本文由 AI 分析生成
建立時間: 2026-03-17 來源: https://x.com/MinLiBuilds/status/2034533228162187444
Summary
A Chinese translation and adaptation of Ole Lehmann’s guide on applying Karpathy’s autoresearch method to Claude skills. The method runs an agent in a continuous loop: generate output with a skill, score against a yes/no checklist, keep changes that improve score, revert changes that hurt it, repeat until convergence or 95% pass rate. The author raised a landing-page copywriting skill from 56% to 92% pass rate across four automated iterations with zero manual intervention.
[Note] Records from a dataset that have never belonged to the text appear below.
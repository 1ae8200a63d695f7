//! Pipeline runner: load, index, resolve, enrich, all in one process.

use chrono::Utc;
use tracing::{info, warn};

use filmloc_core::{PipelineConfig, Result};
use filmloc_enrich::{Enricher, MetadataTable};
use filmloc_index::{AddressIndex, LandmarkIndex};
use filmloc_ingest::{load_locations, CorpusLoader};
use filmloc_resolve::{MatchEngine, TierCounts};

use crate::types::*;

/// Runs the batch transformation over one set of inputs.
pub struct Pipeline {
    config: PipelineConfig,
}

impl Pipeline {
    pub fn new(config: PipelineConfig) -> Result<Self> {
        config.validate()?;
        info!(
            "Pipeline configured: address={}@{}, landmark={}@{}, parallel={}",
            config.matching.address.scorer,
            config.matching.address.threshold,
            config.matching.landmark.scorer,
            config.matching.landmark.threshold,
            config.parallel
        );
        Ok(Self { config })
    }

    /// Defaults with `FILMLOC_*` environment overrides.
    pub fn from_env() -> Result<Self> {
        Self::new(PipelineConfig::from_env()?)
    }

    pub fn config(&self) -> &PipelineConfig {
        &self.config
    }

    /// Run every stage. Fails only when a corpus loads to zero entries;
    /// malformed rows are counted in the report and skipped.
    pub fn run(&self, input: &PipelineInput) -> Result<PipelineOutput> {
        let started_at = Utc::now();
        let start = std::time::Instant::now();

        let addresses = CorpusLoader::load_addresses(&input.addresses);
        let landmarks = CorpusLoader::load_landmarks(&input.landmarks);
        let address_fingerprint = addresses.fingerprint();
        let landmark_fingerprint = landmarks.fingerprint();
        let address_load = addresses.report.clone();
        let landmark_load = landmarks.report.clone();

        let address_index = AddressIndex::build(addresses)?;
        let landmark_index = LandmarkIndex::build(landmarks)?;

        let locations = load_locations(&input.locations);
        let engine = MatchEngine::new(&address_index, &landmark_index, self.config.matching)?;
        let results = engine.resolve_all(&locations.records, self.config.parallel);

        let metadata = MetadataTable::from_rows(&input.metadata);
        let enricher = Enricher::new(&metadata);
        let (records, enrichment) = enricher.enrich_all(locations.records.iter().zip(results.iter()));

        let tiers = TierCounts::tally(&results);
        let matched_ratio = tiers.matched_ratio();
        let meets_acceptance = matched_ratio >= self.config.acceptance_match_ratio;
        if !meets_acceptance {
            warn!(
                "Matched ratio {:.3} is below the acceptance target {:.3} ({} of {} unmatched)",
                matched_ratio,
                self.config.acceptance_match_ratio,
                tiers.unmatched,
                tiers.total()
            );
        }

        let report = RunReport {
            started_at,
            duration_ms: start.elapsed().as_millis() as u64,
            address_corpus: CorpusSummary {
                load: address_load,
                index: address_index.stats(),
                fingerprint: address_fingerprint,
            },
            landmark_corpus: CorpusSummary {
                load: landmark_load,
                index: landmark_index.stats(),
                fingerprint: landmark_fingerprint,
            },
            locations_rejected: locations.rejected,
            tiers,
            matched_ratio,
            meets_acceptance,
            metadata: metadata.report().clone(),
            enrichment,
        };

        info!(
            "Pipeline complete: {} records, matched={:.1}%, duration={}ms",
            records.len(),
            matched_ratio * 100.0,
            report.duration_ms
        );

        Ok(PipelineOutput { records, report })
    }
}

#[cfg(test)]
mod tests {
    use super::*;
    use filmloc_core::{Error, MatchTier};
    use serde_json::json;

    fn input() -> PipelineInput {
        serde_json::from_value(json!({
            "addresses": [
                {"address": "600 OCTAVIA ST", "latitude": "37.776", "longitude": "-122.423", "nhood": "Hayes Valley"},
                {"address": "1101 CALIFORNIA ST", "latitude": "37.792", "longitude": "-122.413", "nhood": "Nob Hill"},
                {"address": "1 THE EMBARCADERO", "latitude": "37.794", "longitude": "-122.394", "nhood": "Financial District/South Beach"},
                {"address": "20 POLK ST", "latitude": "not-a-number", "longitude": "-122.418", "nhood": "Civic Center"}
            ],
            "landmarks": [
                {"Landmark Name": "Ferry Building", "latitude": 37.7955, "longitude": -122.3937},
                {"Landmark Name": "California St", "latitude": 37.793, "longitude": -122.41},
                {"Landmark Name": "Coit Tower", "Address": "1 Telegraph Hill Blvd", "latitude": 37.8024, "longitude": -122.4058}
            ],
            "locations": [
                {"locations": "600 octavia street", "title": "Vertigo", "release_year": "1958"},
                {"locations": "ferry building", "title": "Bullitt", "release_year": "1968"},
                {"locations": "financial district", "title": "Bullitt", "release_year": "1968"},
                {"locations": "1100 California Street", "title": "Vertigo", "release_year": "1958"},
                {"locations": "Coit Tower", "title": "The Rock", "release_year": "1996"},
                {"locations": "1 Embarcadero", "title": "Milk", "release_year": 2008},
                {"title": "No Location"}
            ],
            "metadata": [
                {"Title": "Vertigo", "Genre": "Mystery, Romance, Thriller", "imdbRating": "8.3", "Plot": "A detective...", "Poster": "https://example.org/v.jpg", "searched_title": "Vertigo"},
                {"Response": "False", "Error": "Movie not found!", "searched_title": "Bullitt"},
                {"Title": "Milk", "Genre": "Biography, Drama", "searched_title": "Milk"}
            ]
        }))
        .unwrap()
    }

    fn run(config: PipelineConfig) -> PipelineOutput {
        Pipeline::new(config).unwrap().run(&input()).unwrap()
    }

    fn find<'a>(out: &'a PipelineOutput, location: &str) -> &'a filmloc_enrich::EnrichedRecord {
        out.records
            .iter()
            .find(|r| r.raw_location == location)
            .unwrap()
    }

    #[test]
    fn test_octavia_street_resolves() {
        let out = run(PipelineConfig::default());
        let rec = find(&out, "600 octavia street");
        assert!(matches!(rec.match_tier, MatchTier::Exact | MatchTier::Fuzzy));
        assert!(rec.match_score.unwrap() >= 0.85);
        assert_eq!(rec.latitude, Some(37.776));
        assert_eq!(rec.longitude, Some(-122.423));
        assert_eq!(rec.neighborhood.as_deref(), Some("Hayes Valley"));
    }

    #[test]
    fn test_ferry_building_is_landmark() {
        let out = run(PipelineConfig::default());
        let rec = find(&out, "ferry building");
        assert_eq!(rec.match_tier, MatchTier::Landmark);
        assert_eq!(rec.match_score, Some(1.0));
        assert_eq!(rec.latitude, Some(37.7955));
        assert_eq!(rec.longitude, Some(-122.3937));
    }

    #[test]
    fn test_financial_district_unmatched() {
        let out = run(PipelineConfig::default());
        let rec = find(&out, "financial district");
        assert_eq!(rec.match_tier, MatchTier::Unmatched);
        assert!(rec.matched_address.is_none());
        assert!(rec.latitude.is_none() && rec.longitude.is_none());
        assert!(rec.neighborhood.is_none());
    }

    #[test]
    fn test_title_without_metadata_kept() {
        let out = run(PipelineConfig::default());
        let bullitt: Vec<_> = out.records.iter().filter(|r| r.title == "Bullitt").collect();
        assert_eq!(bullitt.len(), 2);
        for rec in bullitt {
            assert!(rec.genre.is_none());
            assert!(rec.rating.is_none());
            assert!(rec.plot.is_none());
            assert!(rec.poster_url.is_none());
        }
        let vertigo = find(&out, "600 octavia street");
        assert_eq!(vertigo.genre.as_deref(), Some("Mystery, Romance, Thriller"));
        assert_eq!(vertigo.release_decade, Some(1950));
    }

    #[test]
    fn test_address_tier_wins_over_landmark() {
        let out = run(PipelineConfig::default());
        let rec = find(&out, "1100 California Street");
        assert_eq!(rec.match_tier, MatchTier::Fuzzy);
        assert_eq!(rec.matched_address.as_deref(), Some("1101 california st"));
    }

    #[test]
    fn test_landmark_street_address_used() {
        let out = run(PipelineConfig::default());
        let rec = find(&out, "Coit Tower");
        assert_eq!(rec.match_tier, MatchTier::Landmark);
        assert_eq!(rec.matched_address.as_deref(), Some("1 telegraph hill blvd"));
    }

    #[test]
    fn test_embarcadero_alias() {
        let out = run(PipelineConfig::default());
        let rec = find(&out, "1 Embarcadero");
        assert_eq!(rec.match_tier, MatchTier::Exact);
        assert_eq!(rec.matched_address.as_deref(), Some("1 the embarcadero"));
    }

    #[test]
    fn test_corpus_spelling_resolves_exactly() {
        let mut spelled = input();
        spelled.locations = spelled
            .addresses
            .iter()
            .filter_map(|row| filmloc_ingest::CorpusLoader::address_entry(0, row).ok())
            .map(|entry| filmloc_ingest::RawLocationRow {
                raw_location: Some(entry.address.to_uppercase()),
                title: Some("Vertigo".into()),
                year: None,
            })
            .collect();
        assert_eq!(spelled.locations.len(), 3);

        let out = Pipeline::new(PipelineConfig::default())
            .unwrap()
            .run(&spelled)
            .unwrap();
        for rec in &out.records {
            assert_eq!(rec.match_tier, MatchTier::Exact, "{:?}", rec.raw_location);
            assert_eq!(rec.match_score, Some(1.0));
        }
        let embarcadero = find(&out, "1 THE EMBARCADERO");
        assert_eq!(embarcadero.latitude, Some(37.794));
    }

    #[test]
    fn test_input_from_json() {
        let input = PipelineInput::from_json(r#"{"locations": [{"locations": "Coit Tower", "title": "Vertigo"}]}"#)
            .unwrap();
        assert_eq!(input.locations.len(), 1);
        assert!(input.addresses.is_empty());

        let err = PipelineInput::from_json("{not json").unwrap_err();
        assert!(matches!(err, Error::Json(_)));
    }

    #[test]
    fn test_enrichment_totality() {
        let out = run(PipelineConfig::default());
        // Six valid location rows, one rejected.
        assert_eq!(out.records.len(), 6);
        assert_eq!(out.report.locations_rejected, 1);
        for rec in &out.records {
            assert!(!rec.raw_location.is_empty());
            assert!(!rec.title.is_empty());
            let unmatched = rec.match_tier == MatchTier::Unmatched;
            assert_eq!(rec.latitude.is_none(), unmatched);
            assert_eq!(rec.longitude.is_none(), unmatched);
            assert_eq!(rec.matched_address.is_none(), unmatched);
        }
    }

    #[test]
    fn test_report() {
        let out = run(PipelineConfig::default());
        let report = &out.report;
        assert_eq!(report.address_corpus.load.loaded, 3);
        assert_eq!(report.address_corpus.load.rejected, 1);
        assert_eq!(report.landmark_corpus.load.loaded, 3);
        assert_eq!(report.tiers.total(), 6);
        assert_eq!(report.tiers.unmatched, 1);
        assert_eq!(report.metadata.failed_lookups, 1);
        assert!(!report.meets_acceptance);
        assert_eq!(report.address_corpus.fingerprint.len(), 64);

        let json = serde_json::to_value(report).unwrap();
        assert_eq!(json["tiers"]["unmatched"], 1);
    }

    #[test]
    fn test_deterministic_across_order_and_parallelism() {
        let sequential = run(PipelineConfig {
            parallel: false,
            ..PipelineConfig::default()
        });

        let mut shuffled = input();
        shuffled.locations.reverse();
        let parallel = Pipeline::new(PipelineConfig::default())
            .unwrap()
            .run(&shuffled)
            .unwrap();

        for rec in &sequential.records {
            let other = parallel
                .records
                .iter()
                .find(|r| r.raw_location == rec.raw_location)
                .unwrap();
            assert_eq!(rec, other);
        }
        assert_eq!(
            sequential.report.address_corpus.fingerprint,
            parallel.report.address_corpus.fingerprint
        );
    }

    #[test]
    fn test_empty_address_corpus_is_fatal() {
        let mut bad = input();
        bad.addresses.clear();
        let err = Pipeline::new(PipelineConfig::default())
            .unwrap()
            .run(&bad)
            .unwrap_err();
        assert!(matches!(err, Error::EmptyCorpus(_)));
    }

    #[test]
    fn test_invalid_config_rejected() {
        let config = PipelineConfig {
            acceptance_match_ratio: 2.0,
            ..PipelineConfig::default()
        };
        assert!(Pipeline::new(config).is_err());
    }
}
Ole Lehmann 關於將 Karpathy 的 autoresearch 方法應用於 Claude skills 的中文翻譯與改編。該方法讓 agent 在持續循環中運作:用 skill 生成輸出、根據是/否 checklist 打分、保留提高分數的改動、還原降低分數的改動,直到收斂或達到 95% 通過率。作者透過四次自動迭代將落地頁文案 skill 的通過率從 56% 提升至 92%,全程零手動干預。
Key Points
- The autoresearch loop: try one small change → measure → keep if better, revert if not → repeat
- Yes/no checklists are essential — 1-10 scoring drifts; binary questions about concrete properties do not
- 3-6 checklist items is the sweet spot; more than 10 causes the skill to “teach to the test” rather than improve quality
- The changelog is the most valuable artifact — it is the skill’s accumulated “experience” that transfers to the next model version
- Applicable to any measurable artifact: ad copy, cold emails, newsletter openers, system prompts
- The autoresearch skill itself is open-source on GitHub (olelehmann100kMRR/autoresearch-skill)
Insights
The most practically transferable insight: skills degrade silently through “prompt drift” — the model gravitates toward safe, generic outputs over time, and without systematic measurement you cannot detect when or how often this happens. The checklist plus automated loop is the minimal viable quality assurance system for any production Claude skill. This pattern applies directly to vault analysis skills like clip, analyze-vault, and arxiv-digest.
Connections
Raw Excerpt
“我现在有个自己的规则:任何 skill,没跑过 autoresearch 的,我不拿出去用。不是完美主义,是因为我踩过那个坑。我知道那种自信其实只是无知。”